5/6 Grade

Creative Arts

D-Lab is one of Trinity's 5th and 6th-grade Creative Arts quarterly classes, in rotation with Visual Arts, Theater, and Music. The curriculum delves into the mindsets of computational thinking, innovation, and visual storytelling, 2-3 units are covered in an 8-9 week period. These are sample units:

Coding for Interactivity: Principles of Conductivity

Combine Makey Makey's Microcontroller and Tynker's Event-Based Media Programming to create an interactive 3D model that brings screen elements to life.
Coding concepts: sprites, events, X/Y coordinates, (see
lesson plan)

Story Cubes: 3D Cubes come to life in your hands and on screen.

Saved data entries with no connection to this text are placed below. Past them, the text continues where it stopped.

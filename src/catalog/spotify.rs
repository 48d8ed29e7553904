//! Spotify Web API catalog client backed by `ureq`.

use std::io::Read;
use std::time::{Duration, Instant};

use log::{debug, info};
use serde_json::Value;

use crate::catalog::{CatalogCredentials, CatalogSearch, CoverArtSource};
use crate::config::{CatalogConfig, NetworkConfig};
use crate::errors::CatalogError;

/// Upper bound on a single cover-art download.
pub const MAX_COVER_ART_BYTES: u64 = 16 * 1024 * 1024;
const TOKEN_EXPIRY_MARGIN: Duration = Duration::from_secs(30);
const DEFAULT_TOKEN_LIFETIME_SECS: u64 = 3600;

#[derive(Debug, Clone)]
struct AccessToken {
    value: String,
    expires_at: Instant,
}

impl AccessToken {
    fn is_fresh(&self, now: Instant) -> bool {
        now + TOKEN_EXPIRY_MARGIN < self.expires_at
    }
}

/// Authorized Spotify client used for track search and image downloads.
pub struct SpotifyCatalog {
    http_client: ureq::Agent,
    credentials: CatalogCredentials,
    token_endpoint: String,
    search_endpoint: String,
    access_token: Option<AccessToken>,
}

impl SpotifyCatalog {
    /// Creates a client; no request is made until `authorize` or the first search.
    pub fn new(
        credentials: CatalogCredentials,
        catalog: &CatalogConfig,
        network: &NetworkConfig,
    ) -> Self {
        let http_client = ureq::AgentBuilder::new()
            .timeout_connect(Duration::from_secs(network.connect_timeout_secs))
            .timeout_read(Duration::from_secs(network.read_timeout_secs))
            .timeout_write(Duration::from_secs(network.write_timeout_secs))
            .build();
        Self {
            http_client,
            credentials,
            token_endpoint: catalog.token_endpoint.clone(),
            search_endpoint: catalog.search_endpoint.clone(),
            access_token: None,
        }
    }

    /// Exchanges client credentials for an access token.
    pub fn authorize(&mut self) -> Result<(), CatalogError> {
        let response = self
            .http_client
            .post(&self.token_endpoint)
            .send_form(&[
                ("grant_type", "client_credentials"),
                ("client_id", self.credentials.client_id.as_str()),
                ("client_secret", self.credentials.client_secret.as_str()),
            ])
            .map_err(classify_ureq_failure)?;
        let payload: Value = response
            .into_json()
            .map_err(|err| CatalogError::Decode(format!("token response: {err}")))?;
        let (value, lifetime) = parse_token_response(&payload)?;
        info!(
            "SpotifyCatalog: authorized client_id={} lifetime={:?}",
            self.credentials.client_id, lifetime
        );
        self.access_token = Some(AccessToken {
            value,
            expires_at: Instant::now() + lifetime,
        });
        Ok(())
    }

    fn bearer_token(&mut self) -> Result<String, CatalogError> {
        let fresh = self
            .access_token
            .as_ref()
            .is_some_and(|token| token.is_fresh(Instant::now()));
        if !fresh {
            debug!("SpotifyCatalog: access token missing or expiring, re-authorizing");
            self.authorize()?;
        }
        self.access_token
            .as_ref()
            .map(|token| format!("Bearer {}", token.value))
            .ok_or_else(|| CatalogError::Decode("token exchange produced no token".to_string()))
    }
}

impl CatalogSearch for SpotifyCatalog {
    fn search_tracks(&mut self, query: &str, limit: usize) -> Result<Vec<Value>, CatalogError> {
        let authorization = self.bearer_token()?;
        let url = search_url(&self.search_endpoint, query, limit);
        debug!("SpotifyCatalog: search query={:?} limit={}", query, limit);
        let response = self
            .http_client
            .get(&url)
            .set("Authorization", &authorization)
            .call()
            .map_err(classify_ureq_failure)?;
        let payload: Value = response.into_json().map_err(|err| {
            if is_io_timeout(&err) {
                CatalogError::Timeout(format!("search body read: {err}"))
            } else {
                CatalogError::Decode(format!("search response: {err}"))
            }
        })?;
        search_items(payload)
    }
}

impl CoverArtSource for SpotifyCatalog {
    fn fetch_cover_art(&mut self, url: &str) -> Result<Vec<u8>, CatalogError> {
        debug!("SpotifyCatalog: downloading cover art url={}", url);
        let response = self
            .http_client
            .get(url)
            .call()
            .map_err(classify_ureq_failure)?;
        let mut bytes = Vec::new();
        response
            .into_reader()
            .take(MAX_COVER_ART_BYTES + 1)
            .read_to_end(&mut bytes)
            .map_err(|err| {
                if is_io_timeout(&err) {
                    CatalogError::Timeout(format!("image read: {err}"))
                } else {
                    CatalogError::Transport(format!("image read: {err}"))
                }
            })?;
        if bytes.is_empty() {
            return Err(CatalogError::Decode("image response was empty".to_string()));
        }
        if bytes.len() as u64 > MAX_COVER_ART_BYTES {
            return Err(CatalogError::Decode(format!(
                "image exceeds {MAX_COVER_ART_BYTES} bytes"
            )));
        }
        Ok(bytes)
    }
}

/// Builds the track-search URL for one title query.
pub fn search_url(endpoint: &str, query: &str, limit: usize) -> String {
    format!(
        "{}?q={}&type=track&limit={}",
        endpoint.trim().trim_end_matches('/'),
        urlencoding::encode(query),
        limit
    )
}

fn parse_token_response(payload: &Value) -> Result<(String, Duration), CatalogError> {
    let value = payload
        .get("access_token")
        .and_then(Value::as_str)
        .filter(|token| !token.is_empty())
        .ok_or_else(|| CatalogError::Decode("token response missing access_token".to_string()))?;
    let lifetime_secs = payload
        .get("expires_in")
        .and_then(Value::as_u64)
        .unwrap_or(DEFAULT_TOKEN_LIFETIME_SECS);
    Ok((value.to_string(), Duration::from_secs(lifetime_secs)))
}

fn search_items(payload: Value) -> Result<Vec<Value>, CatalogError> {
    match payload
        .get("tracks")
        .and_then(|tracks| tracks.get("items"))
        .and_then(Value::as_array)
    {
        Some(items) => Ok(items.clone()),
        None => Err(CatalogError::Decode(
            "search response missing tracks.items".to_string(),
        )),
    }
}

/// Pulls a human-readable message out of either Spotify error body shape.
fn error_message_from_body(body: &str) -> String {
    let Ok(parsed) = serde_json::from_str::<Value>(body) else {
        return body.trim().to_string();
    };
    let api_message = parsed
        .get("error")
        .and_then(|error| error.get("message"))
        .and_then(Value::as_str);
    let oauth_message = parsed
        .get("error_description")
        .and_then(Value::as_str)
        .or_else(|| parsed.get("error").and_then(Value::as_str));
    api_message
        .or(oauth_message)
        .map(str::to_string)
        .unwrap_or_else(|| body.trim().to_string())
}

fn classify_ureq_failure(error: ureq::Error) -> CatalogError {
    match error {
        ureq::Error::Status(status, response) => {
            let message = error_message_from_body(&response.into_string().unwrap_or_default());
            match status {
                401 | 403 => CatalogError::Unauthorized { status, message },
                408 | 500 | 502 | 503 | 504 => {
                    CatalogError::Timeout(format!("HTTP {status}: {message}"))
                }
                _ => CatalogError::Status { status, message },
            }
        }
        ureq::Error::Transport(transport) => {
            let message = transport.to_string();
            let lowered = message.to_ascii_lowercase();
            if lowered.contains("timed out") || lowered.contains("timeout") {
                CatalogError::Timeout(message)
            } else {
                CatalogError::Transport(message)
            }
        }
    }
}

fn is_io_timeout(error: &std::io::Error) -> bool {
    matches!(
        error.kind(),
        std::io::ErrorKind::TimedOut | std::io::ErrorKind::WouldBlock
    ) || error.to_string().to_ascii_lowercase().contains("timed out")
}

Code a perfect cube in Tinkercad using CodeBlocks drag-n-drop tools. Then sculpt additional 3D reliefs on each face to create a scene that tells a story. Create an identical version to hold in your hands, using recycled materials and then wire touch points on the faces up with conductive materials that trigger an onscreen interactive Tynker version of your cube, through the conductive powers of the Makey Makey microcontroller.
(see Lesson Plan)

Coding for Interactivity:
Sensors and Actuators

MicroBit microcontrollers are coded to be the brains of "Smart Toys," responding to sensor input with LED patterns, playing of tones, and powering of motors. Toys are prototyped with physical recycled materials and in the 3D world of Tinkercad.
Coding concepts: variables, conditionals.
(See lesson plan)

3D Modeling Techniques

Model 3D objects with additive and subtractive geometric shapes in Tinkercad. Achieve further precision with its Codeblocks tools. Common projects:

  • create a simple machine

  • create a transportation vessel

Power Transmissions with
Gears, Axles, and Connectors

Create a gear train that transfers energy from one place to another, along the lines of this power transmission chain (credit: Dannie Struhbar, FLL Workshop.com) See lesson plan.

Design Thinking: Industrial Design and Visual Communication

Designing furniture solutions for unique users using paper-folding methods. Creating expository visual presentations with a combination of tools (Keynote, iMovie, and Canva) that portray clear detail to the viewers. (See lesson plan)

Stop-motion Animation & Greenscreen Compositing

Bring inanimate objects to life through the persistence of vision, camera placement, and editing. Identify pictorial qualities in a design such as shape and form, space and depth, or pattern and texture to create visual unity and desired effects in designs. Students capture images using onion skinning in iMotion and then edit on a timeline in iMovie in tandem with GarageBand to create expressive shorts. Greenscreen technology allows creators to composite multiple layers of video to suggest new worlds altogether.

Simple Machines & Chain Reactions: Tiny Rube Goldberg Contraptions

Combine creative imagination with predictive engineering sensibilities to draw and then fabricate a "Tiny Rube Goldberg Machine." Using household objects like string, bobbins, corks, pipe cleaners, etc., students engineer a series of interconnected simple machines to successfully transfer a single force of energy from one end of their inefficient machine to another, to perform a simple task like turning on a lightbulb or watering a plant.